[Spambayes] lots of unsures, heavily biased towards spam

Sun Feb 4 18:13:47 CET 2007

"Seth Goodman" <sethg at goodmanassociates.com> writes:

> David Abrahams wrote on Saturday, February 03, 2007 9:01 PM -0600:
>
>> "Seth Goodman" <sethg at goodmanassociates.com> writes:
>>
>> > If your training set has much more spam than ham, you can train on
>> > ham that already scores properly.
>>
>> That'll help?  Great; it's easy enough.
>
> There is anecdotal evidence that this helps, as well a few systems where
> it doesn't seem to matter.  If Spambayes is not classifying well enough,
> this is a good thing to try.

Done, last night.

>> > Whether you choose ham that scores very low already (typical ham) or
>> > the highest scoring ham (unusual ham) is your preference.
>>
>> Are you suggesting that it makes no difference?
>
> Not at all ... only that no one can tell you for sure which is better
> for your own mail flow.  

:)

> My preference for adding ham to a training set is to pick the
> highest scoring ham 

You mean literally the ones with scores closest to 1.0?

> and train on a few at a time, rescoring the ham folder after
> training each new group.

Sorry, lots of questions:

  - what does "rescoring the ham folder" mean?  

   - When you say "ham folder" are you referring to a folder full of
     ham used for training?

   - If so, what difference would it make to allow Spambayes to adjust
     the scores on those messages?

   - When you "pick the highest scoring ham" are you picking from your
     general mail history or are you picking from the ham folder and
     training those mails again?

I think a glossary or terminology section would be a nice addition to
the spambayes site :)

> It's deliberately indefinite, as results are variable.  I can tell you
> that my setup has been operating at around 5% unsures, 0.5% false
> negatives (spam in the inbox) and perhaps one false positive (ham in the
> spam folder) per year for a long time.  This seems to be typical, though
> 0.1% false positives might be more common.  My current training set has
> around 250 ham and 500 spam.  What kind of performance do you see?

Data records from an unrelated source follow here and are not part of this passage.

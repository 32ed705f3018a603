use std::{convert::Infallible, time::Duration};

use axum::response::sse::{Event, KeepAlive, Sse};
use futures::Stream;
use tokio::sync::broadcast::{self, error::RecvError};
use uuid::Uuid;

use tokio::sync::mpsc;
use tokio_stream::wrappers::ReceiverStream;

use crate::{
    dto::sse::{Handshake, ServerEvent},
    state::{
        SharedState,
        bus::{display_channel, player_channel, room_channel},
    },
};

/// Subscribe to a room's shared event channel.
pub fn subscribe_room(state: &SharedState, room_id: Uuid) -> broadcast::Receiver<ServerEvent> {
    state.bus().subscribe(&room_channel(room_id))
}

/// Subscribe to a room's display channel.
pub fn subscribe_display(state: &SharedState, room_id: Uuid) -> broadcast::Receiver<ServerEvent> {
    state.bus().subscribe(&display_channel(room_id))
}

/// Subscribe to a player's private channel.
pub fn subscribe_player(
    state: &SharedState,
    room_id: Uuid,
    player_id: Uuid,
) -> broadcast::Receiver<ServerEvent> {
    state.bus().subscribe(&player_channel(room_id, player_id))
}

/// Build the first event pushed to a freshly connected stream.
pub async fn handshake_event(state: &SharedState, channel: &str) -> Option<ServerEvent> {
    ServerEvent::json(
        Some("connected".to_string()),
        &Handshake {
            channel: channel.to_owned(),
            message: "subscribed".to_owned(),
            degraded: state.is_degraded().await,
        },
    )
    .ok()
}

/// Convert a broadcast receiver into an SSE response, forwarding events and
/// cleaning up once the client disconnects.
pub fn to_sse_stream(
    mut receiver: broadcast::Receiver<ServerEvent>,
    handshake: Option<ServerEvent>,
    channel: String,
) -> Sse<impl Stream<Item = Result<Event, Infallible>>> {
    // small bounded channel between forwarder and response
    let (tx, rx) = mpsc::channel::<Result<Event, Infallible>>(8);

    // forwarder task: reads from broadcast and pushes into mpsc
    tokio::spawn(async move {
        if let Some(payload) = handshake {
            if tx.send(Ok(to_event(payload))).await.is_err() {
                return;
            }
        }

        loop {
            tokio::select! {
                _ = tx.closed() => break,
                recv_result = receiver.recv() => {
                    match recv_result {
                        Ok(payload) => {
                            if tx.send(Ok(to_event(payload))).await.is_err() {
                                break;
                            }
                        }
                        Err(RecvError::Closed) => break,
                        Err(RecvError::Lagged(_)) => {
                            // Skip lagged messages but keep the stream alive;
                            // clients re-fetch state on the next event anyway.
                            continue;
                        }
                    }
                }
            }
        }

        tracing::info!(channel, "SSE stream disconnected");
    });

    // response stream reads from mpsc; when client disconnects axum drops this stream
    let stream = ReceiverStream::new(rx);
    Sse::new(stream).keep_alive(
        KeepAlive::new()
            .interval(Duration::from_secs(15))
            .text("keep-alive"),
    )
}

fn to_event(payload: ServerEvent) -> Event {
    let mut event = Event::default().data(payload.data);
    if let Some(name) = payload.event {
        event = event.event(name);
    }
    event
}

Well, I haven't been measuring carefully, unfortunately.  I just have
a feeling that I could do better.  After balancing ham and spam last
night I woke up to 75 messages in my SPAMBOX all correctly identified
as spam, 20 messages (all spam) in my UNSUREBOX and and 7 new messages
in my INBOX, two of which were spam.  I have various server-side rules
that are filing some new messages in other mailboxes but from a casual
look it appears that none fell into those categories.  Just as for
you, Spambayes has for years been very good about not classifying ham
as spam.  However, it used to be that spam very rarely crept into my
INBOX whereas recently I have been getting 2-3 false negatives every
night.

>> > I try to avoid mine going further than 2:1 and train on
>> > my highest scoring ham to fix it.  This seems to work better for me
>> > than training only on unsures.
>>
>> I don't get nearly enough unsures that are ham to correct the
>> imbalance that way.
>
> The strategy you imply is train on all unsures

I don't quite do that; my spam training folder would be out of control
if I did.  But I am fairly indiscriminate about dumping unsure
messages into my spam training folder.  If I ever get ham classified
as unsure, I make sure to train on that.

> which happens to be the method the Outlook plugin is based on.  This
> is because it is easy to understand and generally works well.  One
> problem is that over time, train on unsures tends to result in a
> training set that has a lot more spam than ham, 

Right.

> and this sometimes causes the classifier to function poorly (more
> weasel words).

Another terminology gap.

> If that is your problem, you need to train on additional ham that
> already classifies correctly.  The only way you can tell if that's
> your problem is to train on more ham and see if that helps.

OK;  hard to tell yet.

>> > Please let us know what you try, what helps and what doesn't.
>>
>> I will, but aren't you afraid there are just too many levers to pull,
>> what with all the configuration options and legit approaches to
>> training?  Seems like it would be hard to learn much from user
>> feedback.
>
> There are quite a few variables, and I appreciate your willingness to
> report back.  

You're welcome.

> The developers do read this list, and your results will be
> noted.  As far as what is learned from whom, there has been a lot of
> careful testing by a lot of people using a purpose built testing system,
> but it's good to continue to do reality checks.  If what you report
> reinforces the current view, that's good news.  If there are persistent
> reports where it doesn't agree, then there is something to look at.  So
> yes, end user feedback is very helpful.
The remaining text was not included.